## WORK TO BE COMPLETED
Find and copy every line in the records that includes the string "Each".

## Stored items
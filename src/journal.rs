/// Journal persistence for undoing classification runs.
///
/// Each run that touched at least one file leaves one JSON document in the
/// journal directory, named after the time the run started:
///
/// ```json
/// {
///   "moves": [
///     { "op": "move", "from": "/pics/Alice/a.jpg", "to": "/pics/a.jpg" },
///     { "op": "copy", "from": "/pics/Bob/b.png" }
///   ],
///   "base": "/pics",
///   "regex": "artist[_\\s-]*([A-Za-z]+)",
///   "exts": ["jpg", "png"],
///   "time": "20261017_142530",
///   "op_mode": "move"
/// }
/// ```
use crate::naming;
use serde::{Deserialize, Deserializer, Serialize};
use serde_json::Value;
use std::fs;
use std::path::{Path, PathBuf};

/// Name of the journal directory next to the executable.
pub const JOURNAL_DIR_NAME: &str = "classify_moves";

const FILE_PREFIX: &str = "_classify_moves_";
const STAMP_FORMAT: &str = "%Y%m%d_%H%M%S";

/// Whether files are moved into their group folder or copied there.
#[derive(
    Debug, Clone, Copy, PartialEq, Eq, Default, Serialize, Deserialize, clap::ValueEnum,
)]
#[serde(rename_all = "lowercase")]
pub enum OperationMode {
    #[default]
    Move,
    Copy,
}

impl OperationMode {
    pub fn as_str(&self) -> &'static str {
        match self {
            OperationMode::Move => "move",
            OperationMode::Copy => "copy",
        }
    }
}

impl std::fmt::Display for OperationMode {
    fn fmt(&self, f: &mut std::fmt::Formatter<'_>) -> std::fmt::Result {
        f.write_str(self.as_str())
    }
}

/// One completed filesystem action.
///
/// For a move, `origin` is where the file now lives and `destination` is the
/// path it had before the run, so undo moves it from `origin` back to
/// `destination`. For a copy, `origin` is the copy and there is no destination.
///
/// Reading never fails on a single entry: a missing or non-text `from` becomes
/// an empty path, and any `op` other than `"copy"` is a move.
#[derive(Debug, Clone, PartialEq, Eq, Serialize, Deserialize)]
#[serde(from = "Value")]
pub struct ActionRecord {
    #[serde(rename = "op")]
    pub operation: OperationMode,
    #[serde(rename = "from")]
    pub origin: PathBuf,
    #[serde(rename = "to", skip_serializing_if = "Option::is_none")]
    pub destination: Option<PathBuf>,
}

impl ActionRecord {
    /// Records a file moved to `now_at` from its pre-run location `was_at`.
    pub fn moved(now_at: PathBuf, was_at: PathBuf) -> Self {
        Self {
            operation: OperationMode::Move,
            origin: now_at,
            destination: Some(was_at),
        }
    }

    /// Records a new copy at `copy`.
    pub fn copied(copy: PathBuf) -> Self {
        Self {
            operation: OperationMode::Copy,
            origin: copy,
            destination: None,
        }
    }
}

impl From<Value> for ActionRecord {
    fn from(entry: Value) -> Self {
        let path = |key: &str| entry.get(key).and_then(Value::as_str).map(PathBuf::from);
        Self {
            operation: journal_mode(entry.get("op")),
            origin: path("from").unwrap_or_default(),
            destination: path("to"),
        }
    }
}

fn journal_mode(value: Option<&Value>) -> OperationMode {
    match value.and_then(Value::as_str) {
        Some("copy") => OperationMode::Copy,
        _ => OperationMode::Move,
    }
}

fn lenient_mode<'de, D>(deserializer: D) -> Result<OperationMode, D::Error>
where
    D: Deserializer<'de>,
{
    let value = Value::deserialize(deserializer)?;
    Ok(journal_mode(Some(&value)))
}

fn null_as_default<'de, D, T>(deserializer: D) -> Result<T, D::Error>
where
    D: Deserializer<'de>,
    T: Default + Deserialize<'de>,
{
    Ok(Option::<T>::deserialize(deserializer)?.unwrap_or_default())
}

/// The record of one classification run.
///
/// Absent or `null` fields read as empty values.
#[derive(Debug, Clone, PartialEq, Eq, Serialize, Deserialize)]
pub struct Journal {
    #[serde(rename = "moves", default, deserialize_with = "null_as_default")]
    pub actions: Vec<ActionRecord>,
    #[serde(rename = "base", default, deserialize_with = "null_as_default")]
    pub source_directory: PathBuf,
    #[serde(rename = "regex", default, deserialize_with = "null_as_default")]
    pub pattern: String,
    #[serde(rename = "exts", default, deserialize_with = "null_as_default")]
    pub extensions: Vec<String>,
    #[serde(rename = "time", default, deserialize_with = "null_as_default")]
    pub created_at: String,
    #[serde(rename = "op_mode", default, deserialize_with = "lenient_mode")]
    pub operation_mode: OperationMode,
}

impl Journal {
    /// Starts an empty journal stamped with the current local time.
    pub fn new(
        source_directory: PathBuf,
        pattern: String,
        extensions: Vec<String>,
        operation_mode: OperationMode,
    ) -> Self {
        Self {
            actions: Vec::new(),
            source_directory,
            pattern,
            extensions,
            created_at: chrono::Local::now().format(STAMP_FORMAT).to_string(),
            operation_mode,
        }
    }

    pub fn record(&mut self, action: ActionRecord) {
        self.actions.push(action);
    }

    pub fn is_empty(&self) -> bool {
        self.actions.is_empty()
    }

    /// Parses `created_at` back into a timestamp, if it has the usual shape.
    pub fn created_at_time(&self) -> Option<chrono::NaiveDateTime> {
        chrono::NaiveDateTime::parse_from_str(&self.created_at, STAMP_FORMAT).ok()
    }
}

/// Errors that can occur while saving or loading journals.
#[derive(Debug)]
pub enum JournalError {
    /// The journal file could not be read.
    ReadFailed {
        path: PathBuf,
        source: std::io::Error,
    },
    /// The journal file is not a usable journal document.
    InvalidFormat { path: PathBuf, reason: String },
    /// The journal could not be written.
    WriteFailed {
        path: PathBuf,
        source: std::io::Error,
    },
    /// The location of the running executable could not be determined.
    NoJournalDirectory { source: std::io::Error },
}

impl std::fmt::Display for JournalError {
    fn fmt(&self, f: &mut std::fmt::Formatter<'_>) -> std::fmt::Result {
        match self {
            Self::ReadFailed { path, source } => {
                write!(f, "Failed to read journal {}: {}", path.display(), source)
            }
            Self::InvalidFormat { path, reason } => {
                write!(f, "Invalid journal {}: {}", path.display(), reason)
            }
            Self::WriteFailed { path, source } => {
                write!(f, "Failed to write journal {}: {}", path.display(), source)
            }
            Self::NoJournalDirectory { source } => {
                write!(f, "Could not locate the journal directory: {}", source)
            }
        }
    }
}

impl std::error::Error for JournalError {}

pub type JournalResult<T> = Result<T, JournalError>;

/// A directory of journal files.
#[derive(Debug, Clone, PartialEq, Eq)]
pub struct JournalStore {
    dir: PathBuf,
}

impl JournalStore {
    pub fn new(dir: impl Into<PathBuf>) -> Self {
        Self { dir: dir.into() }
    }

    /// The default store: `classify_moves/` next to the running executable.
    pub fn beside_executable() -> JournalResult<Self> {
        let exe = std::env::current_exe()
            .map_err(|e| JournalError::NoJournalDirectory { source: e })?;
        let dir = exe.parent().map(Path::to_path_buf).unwrap_or_default();
        Ok(Self::new(dir.join(JOURNAL_DIR_NAME)))
    }

    pub fn dir(&self) -> &Path {
        &self.dir
    }

    /// Writes `journal` to a new file and returns its path.
    ///
    /// The name embeds `created_at`; a second run within the same second gets a
    /// ` (1)` suffix instead of overwriting the first.
    pub fn save(&self, journal: &Journal) -> JournalResult<PathBuf> {
        fs::create_dir_all(&self.dir).map_err(|e| JournalError::WriteFailed {
            path: self.dir.clone(),
            source: e,
        })?;

        let desired = self
            .dir
            .join(format!("{}{}.json", FILE_PREFIX, journal.created_at));
        let path = naming::resolve(&desired);

        let json = serde_json::to_string_pretty(journal).map_err(|e| JournalError::WriteFailed {
            path: path.clone(),
            source: std::io::Error::new(
                std::io::ErrorKind::InvalidData,
                format!("JSON serialization failed: {}", e),
            ),
        })?;

        fs::write(&path, json).map_err(|e| JournalError::WriteFailed {
            path: path.clone(),
            source: e,
        })?;

        Ok(path)
    }

    /// Reads a journal file.
    ///
    /// Absent or `null` fields fall back to empty values, and a malformed entry
    /// in `moves` is kept for undo to pass over. A document that is not a JSON
    /// object, or whose other fields have the wrong shape, is rejected.
    pub fn load(path: &Path) -> JournalResult<Journal> {
        let content = fs::read_to_string(path).map_err(|e| JournalError::ReadFailed {
            path: path.to_path_buf(),
            source: e,
        })?;

        let value: Value =
            serde_json::from_str(&content).map_err(|e| JournalError::InvalidFormat {
                path: path.to_path_buf(),
                reason: format!("JSON parse error: {}", e),
            })?;

        if !value.is_object() {
            return Err(JournalError::InvalidFormat {
                path: path.to_path_buf(),
                reason: "expected a JSON object at the top level".to_string(),
            });
        }

        serde_json::from_value(value).map_err(|e| JournalError::InvalidFormat {
            path: path.to_path_buf(),
            reason: e.to_string(),
        })
    }

    /// All journal files in the store, oldest first.
    ///
    /// A store directory that does not exist yet simply has no journals.
    pub fn list(&self) -> JournalResult<Vec<PathBuf>> {
        let entries = match fs::read_dir(&self.dir) {
            Ok(entries) => entries,
            Err(e) if e.kind() == std::io::ErrorKind::NotFound => return Ok(Vec::new()),
            Err(e) => {
                return Err(JournalError::ReadFailed {
                    path: self.dir.clone(),
                    source: e,
                });
            }
        };

        let mut journals: Vec<PathBuf> = entries
            .flatten()
            .map(|entry| entry.path())
            .filter(|path| {
                let name = path
                    .file_name()
                    .map(|n| n.to_string_lossy())
                    .unwrap_or_default();
                name.starts_with(FILE_PREFIX) && name.ends_with(".json") && path.is_file()
            })
            .collect();
        journals.sort_by_key(|path| sort_key(path));
        Ok(journals)
    }

    /// The most recent journal, if any.
    pub fn latest(&self) -> JournalResult<Option<PathBuf>> {
        Ok(self.list()?.pop())
    }
}

/// Orders `X.json` before `X (1).json` before `X (2).json`.
fn sort_key(path: &Path) -> (String, u64) {
    let stem = path
        .file_stem()
        .map(|s| s.to_string_lossy().to_string())
        .unwrap_or_default();

    if let Some(open) = stem.rfind(" (")
        && let Some(index) = stem[open + 2..]
            .strip_suffix(')')
            .and_then(|n| n.parse::<u64>().ok())
    {
        return (stem[..open].to_string(), index);
    }
    (stem, 0)
}
/// Classification of files into group subfolders.
///
/// A run compiles the pattern, takes a snapshot of the eligible files in the
/// source directory, and moves or copies every matching file into
/// `source/<group>/`. Each completed action lands in a [`Journal`] that is
/// saved at the end so the run can be undone later.
use crate::enumerate::{self, ExtensionFilter};
use crate::events::{self, CancellationToken, EventSink, LogKind};
use crate::journal::{ActionRecord, Journal, JournalStore, OperationMode};
use crate::naming::{self, ActionResult};
use crate::pattern::CompiledPattern;
use std::collections::BTreeMap;
use std::ffi::OsStr;
use std::path::{Path, PathBuf};

/// Everything one classification run needs.
#[derive(Debug, Clone, PartialEq, Eq)]
pub struct ClassificationRequest {
    pub source_directory: PathBuf,
    pub pattern: String,
    pub extensions: ExtensionFilter,
    pub mode: OperationMode,
    pub case_insensitive: bool,
}

impl ClassificationRequest {
    /// A move run over all files, matching case-insensitively.
    pub fn new(source_directory: impl Into<PathBuf>, pattern: impl Into<String>) -> Self {
        Self {
            source_directory: source_directory.into(),
            pattern: pattern.into(),
            extensions: ExtensionFilter::default(),
            mode: OperationMode::Move,
            case_insensitive: true,
        }
    }

    pub fn with_extensions(mut self, extensions: ExtensionFilter) -> Self {
        self.extensions = extensions;
        self
    }

    pub fn with_mode(mut self, mode: OperationMode) -> Self {
        self.mode = mode;
        self
    }

    pub fn case_insensitive(mut self, case_insensitive: bool) -> Self {
        self.case_insensitive = case_insensitive;
        self
    }
}

/// How a run ended.
#[derive(Debug, Clone, PartialEq, Eq)]
pub enum RunOutcome {
    /// Every item was handled.
    Completed,
    /// Stopped early on request; actions already taken stand and are journaled.
    Cancelled,
    /// Nothing was touched.
    Aborted { reason: String },
}

/// Result of a classification run.
#[derive(Debug, Clone)]
pub struct ClassifyReport {
    pub journal: Journal,
    /// Where the journal was saved. `None` if nothing was recorded or saving failed.
    pub journal_path: Option<PathBuf>,
    /// Files moved or copied.
    pub processed: usize,
    /// Files the pattern did not classify.
    pub skipped: usize,
    /// Files whose action failed, with the reason.
    pub failed: Vec<(PathBuf, String)>,
    /// Files handled per group folder.
    pub group_counts: BTreeMap<String, usize>,
    pub outcome: RunOutcome,
}

impl ClassifyReport {
    fn aborted(journal: Journal, reason: String) -> Self {
        Self {
            journal,
            journal_path: None,
            processed: 0,
            skipped: 0,
            failed: Vec::new(),
            group_counts: BTreeMap::new(),
            outcome: RunOutcome::Aborted { reason },
        }
    }
}

/// Runs classifications, reporting to an event sink and saving journals to a store.
///
/// Only one run should touch a given directory at a time; nothing here locks it.
#[derive(Debug, Clone)]
pub struct Classifier {
    store: JournalStore,
    events: EventSink,
    cancel: CancellationToken,
}

impl Classifier {
    pub fn new(store: JournalStore) -> Self {
        Self {
            store,
            events: EventSink::silent(),
            cancel: CancellationToken::new(),
        }
    }

    pub fn with_events(mut self, events: EventSink) -> Self {
        self.events = events;
        self
    }

    pub fn with_cancellation(mut self, cancel: CancellationToken) -> Self {
        self.cancel = cancel;
        self
    }

    /// Classifies the files described by `request`.
    ///
    /// Never fails as a whole: an invalid pattern or unreadable directory aborts
    /// with zero actions, and a failing file is logged and passed over.
    ///
    /// # Examples
    ///
    /// ```no_run
    /// use namesort::classifier::{ClassificationRequest, Classifier};
    /// use namesort::enumerate::ExtensionFilter;
    /// use namesort::journal::JournalStore;
    ///
    /// let request = ClassificationRequest::new("/home/me/Pictures", r"artist[_\s-]*([A-Za-z]+)")
    ///     .with_extensions(ExtensionFilter::parse("jpg, png"));
    /// let report = Classifier::new(JournalStore::new("/tmp/journals")).run(&request);
    /// println!("{} files sorted, journal at {:?}", report.processed, report.journal_path);
    /// ```
    pub fn run(&self, request: &ClassificationRequest) -> ClassifyReport {
        let mut journal = Journal::new(
            request.source_directory.clone(),
            request.pattern.clone(),
            request.extensions.sorted(),
            request.mode,
        );

        self.events.log(
            LogKind::Start,
            format!(
                "Classifying {} ({} mode)",
                request.source_directory.display(),
                request.mode
            ),
        );

        let compiled = match CompiledPattern::compile(&request.pattern, request.case_insensitive) {
            Ok(compiled) => compiled,
            Err(e) => return self.abort(journal, e.to_string()),
        };

        if !request.source_directory.is_dir() {
            let reason = format!("{} is not a directory", request.source_directory.display());
            return self.abort(journal, reason);
        }

        let files = match enumerate::snapshot(&request.source_directory, &request.extensions) {
            Ok(files) => files,
            Err(e) => {
                let reason = format!(
                    "Error reading directory {}: {}",
                    request.source_directory.display(),
                    e
                );
                return self.abort(journal, reason);
            }
        };

        if files.is_empty() {
            self.events
                .log(LogKind::Info, "No files with a matching extension were found.");
            return self.abort(journal, "no eligible files".to_string());
        }

        let total = files.len();
        let mut processed = 0;
        let mut skipped = 0;
        let mut failed = Vec::new();
        let mut group_counts: BTreeMap<String, usize> = BTreeMap::new();
        let mut handled = 0;

        for path in &files {
            if self.cancel.is_cancelled() {
                break;
            }
            handled += 1;

            let Some(file_name) = path.file_name() else {
                continue;
            };
            let display_name = file_name.to_string_lossy();

            match compiled.classify(&display_name).group() {
                None => {
                    self.events
                        .log(LogKind::Skipped, format!("No match: {}", display_name));
                    skipped += 1;
                }
                Some(group) => match self.apply(request, path, file_name, group) {
                    Ok(record) => {
                        self.log_action(&record, &display_name, group);
                        journal.record(record);
                        processed += 1;
                        *group_counts.entry(group.to_string()).or_insert(0) += 1;
                    }
                    Err(e) => {
                        self.events.log(
                            LogKind::Error,
                            format!("Could not process {}: {}", display_name, e),
                        );
                        failed.push((path.clone(), e.to_string()));
                    }
                },
            }

            self.events.progress(events::percent(handled, total));
        }

        let outcome = if handled < total {
            RunOutcome::Cancelled
        } else {
            RunOutcome::Completed
        };

        let summary = format!(
            "{} processed, {} unmatched, {} failed",
            processed,
            skipped,
            failed.len()
        );
        match outcome {
            RunOutcome::Cancelled => self.events.log(
                LogKind::Done,
                format!("Cancelled after {} of {} files: {}.", handled, total, summary),
            ),
            _ => self
                .events
                .log(LogKind::Done, format!("All {} files handled: {}.", total, summary)),
        }

        let journal_path = self.persist(&journal);
        self.events.finished(journal_path.clone());

        ClassifyReport {
            journal,
            journal_path,
            processed,
            skipped,
            failed,
            group_counts,
            outcome,
        }
    }

    /// Moves or copies one file into its group folder and returns the record.
    fn apply(
        &self,
        request: &ClassificationRequest,
        path: &Path,
        file_name: &OsStr,
        group: &str,
    ) -> ActionResult<ActionRecord> {
        let group_dir = request.source_directory.join(group);
        naming::ensure_dir(&group_dir)?;
        let desired = group_dir.join(file_name);

        match request.mode {
            OperationMode::Move => {
                let landed = naming::move_unique(path, &desired)?;
                let was_at = request.source_directory.join(file_name);
                Ok(ActionRecord::moved(landed, was_at))
            }
            OperationMode::Copy => {
                let copy = naming::copy_unique(path, &desired)?;
                Ok(ActionRecord::copied(copy))
            }
        }
    }

    fn log_action(&self, record: &ActionRecord, display_name: &str, group: &str) {
        let kind = match record.operation {
            OperationMode::Move => LogKind::Moved,
            OperationMode::Copy => LogKind::Copied,
        };
        let landed_name = record
            .origin
            .file_name()
            .map(|n| n.to_string_lossy())
            .unwrap_or_default();

        if landed_name == display_name {
            self.events
                .log(kind, format!("{} → {}/", display_name, group));
        } else {
            self.events.log(
                kind,
                format!("{} → {}/{}", display_name, group, landed_name),
            );
        }
    }

    /// Saves a non-empty journal. A failure leaves the run's effects in place
    /// but makes it impossible to undo.
    fn persist(&self, journal: &Journal) -> Option<PathBuf> {
        if journal.is_empty() {
            self.events.log(LogKind::Info, "No files were moved or copied.");
            return None;
        }

        match self.store.save(journal) {
            Ok(path) => {
                let name = path
                    .file_name()
                    .map(|n| n.to_string_lossy().to_string())
                    .unwrap_or_default();
                self.events
                    .log(LogKind::Journal, format!("Undo journal: {}", name));
                Some(path)
            }
            Err(e) => {
                self.events.log(
                    LogKind::Warning,
                    format!("{}. Undo will not be available for this run.", e),
                );
                None
            }
        }
    }

    fn abort(&self, journal: Journal, reason: String) -> ClassifyReport {
        self.events.log(LogKind::Error, reason.clone());
        self.events.progress(0);
        self.events.log(
            LogKind::Done,
            format!("Aborted before processing: {}.", reason),
        );
        self.events.finished(None);
        ClassifyReport::aborted(journal, reason)
    }
}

## SOLVED EXERCISE
/// Each run that touched at least one file leaves one JSON document in the
/// `source/<group>/`. Each completed action lands in a [`Journal`] that is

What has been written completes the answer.